EXERCISE DETAILS
What you produce should be every line from the data that includes "against".

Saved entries
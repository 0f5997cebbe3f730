//! Distance against tip scatter plot with a rectangular brush

use egui::{pos2, Align2, Pos2, Rect, Vec2};
use xf_core::aggregate::max_value;
use xf_core::{Field, FilterDescriptor, FilterHandle, FilterWidget, FilteredView, Gesture, GestureOutcome, OwnerKey};
use xf_data::Margins;

use super::colors::{category10, SELECTION};
use super::is_empty_brush;
use crate::scale::LinearScale;
use crate::surface::{Mark, Surface};
use crate::{plot_rect, ChartWidget};

/// Axis maximum when there is nothing to plot
const FALLBACK_MAX: f64 = 10.0;

#[derive(Debug, Clone)]
struct ScatterPoint {
    center: Pos2,
    radius: f32,
    distance: f64,
    tip: f64,
    label: String,
}

/// Scales of one render pass
#[derive(Debug, Clone, Copy, PartialEq)]
pub struct ScatterScales {
    pub x: LinearScale,
    pub y: LinearScale,
}

/// Scatter of trip distance (x) against tip (y).
///
/// A finished brush is inverted right away against the scales of the latest
/// render and stored as a distance/tip range. Later renders rescale the axes
/// from their own rows and only project the stored range forward to draw the
/// overlay.
pub struct ScatterBrush {
    owner: OwnerKey,
    title: String,
    self_excluding: bool,
    handle: FilterHandle,
    margins: Margins,
    max_points: usize,
    surface: Surface,
    scales: Option<ScatterScales>,
    points: Vec<ScatterPoint>,
    /// Payment labels in order of first appearance; the index picks the color
    palette: Vec<String>,
}

impl ScatterBrush {
    pub fn new(owner: OwnerKey, title: impl Into<String>, handle: FilterHandle) -> Self {
        Self {
            owner,
            title: title.into(),
            self_excluding: false,
            handle,
            margins: Margins::default(),
            max_points: 5000,
            surface: Surface::new(crate::DEFAULT_SIZE),
            scales: None,
            points: Vec::new(),
            palette: Vec::new(),
        }
    }

    pub fn with_margins(mut self, margins: Margins) -> Self {
        self.margins = margins;
        self
    }

    pub fn with_max_points(mut self, max_points: usize) -> Self {
        self.max_points = max_points.max(1);
        self
    }

    pub fn with_self_excluding(mut self, enabled: bool) -> Self {
        self.self_excluding = enabled;
        self
    }

    /// Scales of the latest render, `None` before the first one
    pub fn scales(&self) -> Option<ScatterScales> {
        self.scales
    }

    /// Stored `(distance, tip)` bounds of the active brush
    pub fn brushed_range(&self) -> Option<((f64, f64), (f64, f64))> {
        match self.handle.get(&self.owner) {
            Some(FilterDescriptor::Range2D {
                dim1: Field::Distance,
                lo1,
                hi1,
                dim2: Field::Tip,
                lo2,
                hi2,
            }) => Some(((lo1, hi1), (lo2, hi2))),
            _ => None,
        }
    }

    fn draw_axes(&mut self, plot: Rect, scales: ScatterScales) {
        self.surface.push(Mark::Rule {
            from: plot.left_bottom(),
            to: plot.right_bottom(),
        });
        self.surface.push(Mark::Rule {
            from: plot.left_top(),
            to: plot.left_bottom(),
        });

        for tick in scales.x.ticks(5) {
            self.surface.push(Mark::Label {
                pos: pos2(scales.x.apply(tick), plot.bottom() + 4.0),
                text: format!("{:.1}", tick),
                anchor: Align2::CENTER_TOP,
            });
        }
        for tick in scales.y.ticks(5) {
            self.surface.push(Mark::Label {
                pos: pos2(plot.left() - 4.0, scales.y.apply(tick)),
                text: format!("{:.1}", tick),
                anchor: Align2::RIGHT_CENTER,
            });
        }
        self.surface.push(Mark::Label {
            pos: pos2(plot.center().x, plot.bottom() + 24.0),
            text: Field::Distance.display_name().to_string(),
            anchor: Align2::CENTER_TOP,
        });
        self.surface.push(Mark::Label {
            pos: pos2(plot.left(), plot.top() - 8.0),
            text: Field::Tip.display_name().to_string(),
            anchor: Align2::LEFT_BOTTOM,
        });
    }
}

/// Palette slot of a label, assigning the next slot on first sight
fn palette_slot(palette: &mut Vec<String>, label: &str) -> usize {
    match palette.iter().position(|known| known == label) {
        Some(slot) => slot,
        None => {
            palette.push(label.to_string());
            palette.len() - 1
        }
    }
}

fn axis_max(value: Option<f64>) -> f64 {
    match value {
        Some(v) if v > 0.0 => v,
        _ => FALLBACK_MAX,
    }
}

impl FilterWidget for ScatterBrush {
    fn owner(&self) -> &OwnerKey {
        &self.owner
    }

    fn self_excluding(&self) -> bool {
        self.self_excluding
    }

    fn render(&mut self, rows: &FilteredView<'_>) {
        self.surface.clear();
        self.points.clear();

        let limit = self.max_points;
        let plot = plot_rect(self.surface.size(), &self.margins);
        // axes span the whole view even when only the first `limit` rows are drawn
        let scales = ScatterScales {
            x: LinearScale::new(
                (0.0, axis_max(max_value(rows.iter(), Field::Distance))),
                (plot.left(), plot.right()),
            ),
            y: LinearScale::new(
                (0.0, axis_max(max_value(rows.iter(), Field::Tip))),
                (plot.bottom(), plot.top()),
            ),
        };
        self.scales = Some(scales);
        self.draw_axes(plot, scales);

        for record in rows.iter().take(limit) {
            let center = pos2(scales.x.apply(record.distance()), scales.y.apply(record.tip()));
            let radius = record.passengers().filter(|p| *p > 0).unwrap_or(1) as f32 * 1.5;
            let color = category10(palette_slot(&mut self.palette, record.payment_label()));
            self.surface.push(Mark::Dot { center, radius, color });
            self.points.push(ScatterPoint {
                center,
                radius,
                distance: record.distance(),
                tip: record.tip(),
                label: record.payment_label().to_string(),
            });
        }
        if rows.len() > limit {
            tracing::debug!("Scatter '{}' drew {} of {} rows", self.owner, limit, rows.len());
        }

        if let Some(((lo1, hi1), (lo2, hi2))) = self.brushed_range() {
            let projected = Rect::from_two_pos(
                pos2(scales.x.apply(lo1), scales.y.apply(hi2)),
                pos2(scales.x.apply(hi1), scales.y.apply(lo2)),
            );
            let visible = projected.intersect(plot);
            if visible.is_positive() {
                self.surface.push_overlay(Mark::Frame {
                    rect: visible,
                    color: SELECTION,
                });
            }
        }
    }

    fn on_gesture(&mut self, gesture: &Gesture) -> GestureOutcome {
        match *gesture {
            Gesture::Click { .. } => {
                if self.brushed_range().is_some() {
                    GestureOutcome::Clear
                } else {
                    GestureOutcome::Ignore
                }
            }
            Gesture::BrushEnd { selection } => {
                let Some(rect) = selection.filter(|_| !is_empty_brush(selection)) else {
                    return GestureOutcome::Clear;
                };
                let Some(scales) = self.scales else {
                    return GestureOutcome::Ignore;
                };

                // y runs bottom to top, so the rect's bottom edge is the low tip
                GestureOutcome::Set(FilterDescriptor::Range2D {
                    dim1: Field::Distance,
                    lo1: scales.x.invert(rect.left()),
                    hi1: scales.x.invert(rect.right()),
                    dim2: Field::Tip,
                    lo2: scales.y.invert(rect.bottom()),
                    hi2: scales.y.invert(rect.top()),
                })
            }
        }
    }

    fn as_any(&self) -> &dyn std::any::Any {
        self
    }

    fn as_any_mut(&mut self) -> &mut dyn std::any::Any {
        self
    }
}

impl ChartWidget for ScatterBrush {
    fn title(&self) -> &str {
        &self.title
    }

    fn surface(&self) -> &Surface {
        &self.surface
    }

    fn resize(&mut self, size: Vec2) {
        self.surface.set_size(size);
    }

    fn hover_text(&self, pos: Pos2) -> Option<String> {
        self.points
            .iter()
            .rev()
            .find(|p| p.center.distance(pos) <= p.radius.max(3.0))
            .map(|p| format!("{}: {:.2} mi, tip {:.2}", p.label, p.distance, p.tip))
    }
}

#[cfg(test)]
mod tests {
    use super::*;
    use xf_core::{CategoryLabels, CrossFilter, RecordStore, TripRow};

    fn trip(distance: f64, tip: f64, passengers: Option<u32>) -> TripRow {
        TripRow {
            distance,
            tip,
            day_of_week: 3,
            hour: 12,
            payment_type: 1,
            passengers,
            zone: Some(4),
        }
    }

    fn engine(rows: Vec<TripRow>) -> (CrossFilter<ScatterBrush>, OwnerKey) {
        let mut engine: CrossFilter<ScatterBrush> = CrossFilter::new();
        let owner = OwnerKey::from("scatter");
        let scatter = ScatterBrush::new(owner.clone(), "Distance vs tip", engine.filter_handle());
        engine.register(Box::new(scatter)).unwrap();
        engine.load(RecordStore::new(rows, &CategoryLabels::default()));
        (engine, owner)
    }

    #[test]
    fn test_axes_and_radius() {
        let (engine, owner) = engine(vec![trip(4.0, 2.0, Some(2)), trip(8.0, 0.0, None)]);
        let scatter = engine.widget(&owner).unwrap();
        let scales = scatter.scales().unwrap();

        assert_eq!(scales.x.domain(), (0.0, 8.0));
        assert_eq!(scales.y.domain(), (0.0, 2.0));
        let radii: Vec<f32> = scatter
            .surface()
            .marks()
            .iter()
            .filter_map(|m| match m {
                Mark::Dot { radius, .. } => Some(*radius),
                _ => None,
            })
            .collect();
        assert_eq!(radii, vec![3.0, 1.5]);
    }

    #[test]
    fn test_axes_fall_back_when_max_is_zero() {
        let (engine, owner) = engine(vec![trip(3.0, 0.0, Some(1))]);
        let scales = engine.widget(&owner).and_then(|s| s.scales()).unwrap();
        assert_eq!(scales.y.domain(), (0.0, FALLBACK_MAX));
    }

    #[test]
    fn test_point_cap_keeps_full_axes() {
        let rows = (0..20).map(|i| trip(1.0 + i as f64, 1.0, Some(1))).collect();
        let mut engine: CrossFilter<ScatterBrush> = CrossFilter::new();
        let owner = OwnerKey::from("scatter");
        let scatter = ScatterBrush::new(owner.clone(), "capped", engine.filter_handle()).with_max_points(5);
        engine.register(Box::new(scatter)).unwrap();
        engine.load(RecordStore::new(rows, &CategoryLabels::default()));

        let scatter = engine.widget(&owner).unwrap();
        assert_eq!(scatter.surface().dot_count(), 5);
        let scales = scatter.scales().unwrap();
        assert_eq!(scales.x.domain(), (0.0, 20.0));

        // undrawn rows are still reachable by a brush over the whole plot
        let selection = Rect::from_two_pos(
            pos2(scales.x.apply(0.0), scales.y.apply(1.0)),
            pos2(scales.x.apply(20.0), scales.y.apply(0.0)),
        )
        .expand(1.0);
        let pass = engine
            .handle_gesture(&owner, &Gesture::BrushEnd { selection: Some(selection) })
            .unwrap()
            .unwrap();
        assert_eq!(pass.matched, 20);
        assert_eq!(engine.widget(&owner).unwrap().surface().dot_count(), 5);
    }

    #[test]
    fn test_brush_is_stored_in_data_units() {
        let (mut engine, owner) = engine(vec![
            trip(2.0, 1.0, Some(1)),
            trip(5.0, 3.0, Some(1)),
            trip(9.0, 6.0, Some(1)),
            trip(10.0, 8.0, Some(1)),
        ]);
        let scales = engine.widget(&owner).and_then(|s| s.scales()).unwrap();
        let selection = Rect::from_two_pos(
            pos2(scales.x.apply(1.0), scales.y.apply(4.0)),
            pos2(scales.x.apply(6.0), scales.y.apply(0.5)),
        );

        let pass = engine
            .handle_gesture(&owner, &Gesture::BrushEnd { selection: Some(selection) })
            .unwrap()
            .unwrap();
        assert_eq!(pass.matched, 2);

        let ((lo1, hi1), (lo2, hi2)) = engine.widget(&owner).and_then(|s| s.brushed_range()).unwrap();
        assert!((lo1 - 1.0).abs() < 1e-3 && (hi1 - 6.0).abs() < 1e-3);
        assert!((lo2 - 0.5).abs() < 1e-3 && (hi2 - 4.0).abs() < 1e-3);
        assert_eq!(engine.widget(&owner).unwrap().surface().overlay().len(), 1);
    }

    #[test]
    fn test_click_clears_brush() {
        let (mut engine, owner) = engine(vec![trip(2.0, 1.0, Some(1))]);
        engine
            .set_filter(
                owner.clone(),
                FilterDescriptor::Range2D {
                    dim1: Field::Distance,
                    lo1: 0.0,
                    hi1: 1.0,
                    dim2: Field::Tip,
                    lo2: 0.0,
                    hi2: 1.0,
                },
            )
            .unwrap();
        assert_eq!(engine.filtered_len(), 0);

        let click = Gesture::Click { pos: pos2(100.0, 100.0) };
        let pass = engine.handle_gesture(&owner, &click).unwrap().unwrap();
        assert_eq!(pass.matched, 1);
        assert_eq!(engine.handle_gesture(&owner, &click).unwrap(), None);
    }

    #[test]
    fn test_color_follows_payment_label() {
        let mut cash = trip(3.0, 0.0, Some(1));
        cash.payment_type = 2;
        let mut odd = trip(4.0, 0.0, Some(1));
        odd.payment_type = 9;
        let mut odder = trip(5.0, 0.0, Some(1));
        odder.payment_type = 11;
        let (mut engine, owner) = engine(vec![trip(2.0, 1.0, Some(1)), cash, odd, odder]);

        let colors = |engine: &CrossFilter<ScatterBrush>| -> Vec<egui::Color32> {
            engine
                .widget(&owner)
                .unwrap()
                .surface()
                .marks()
                .iter()
                .filter_map(|m| match m {
                    Mark::Dot { color, .. } => Some(*color),
                    _ => None,
                })
                .collect()
        };

        // both unmapped codes share the fallback label
        let all = colors(&engine);
        assert_eq!(all, vec![category10(0), category10(1), category10(2), category10(2)]);

        // a label keeps its color when earlier labels are filtered out
        engine
            .set_filter(
                OwnerKey::from("elsewhere"),
                FilterDescriptor::DiscreteEquals { dim: Field::PaymentType, value: 2 },
            )
            .unwrap();
        assert_eq!(colors(&engine), vec![category10(1)]);
    }

    #[test]
    fn test_hover_finds_point() {
        let (engine, owner) = engine(vec![trip(4.0, 2.0, Some(2))]);
        let scatter = engine.widget(&owner).unwrap();
        let scales = scatter.scales().unwrap();
        let at = pos2(scales.x.apply(4.0), scales.y.apply(2.0));

        assert_eq!(
            scatter.hover_text(at),
            Some("Credit card: 4.00 mi, tip 2.00".to_string())
        );
    }
}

SOLUTION
//! Distance against tip scatter plot with a rectangular brush
/// Scatter of trip distance (x) against tip (y).
/// A finished brush is inverted right away against the scales of the latest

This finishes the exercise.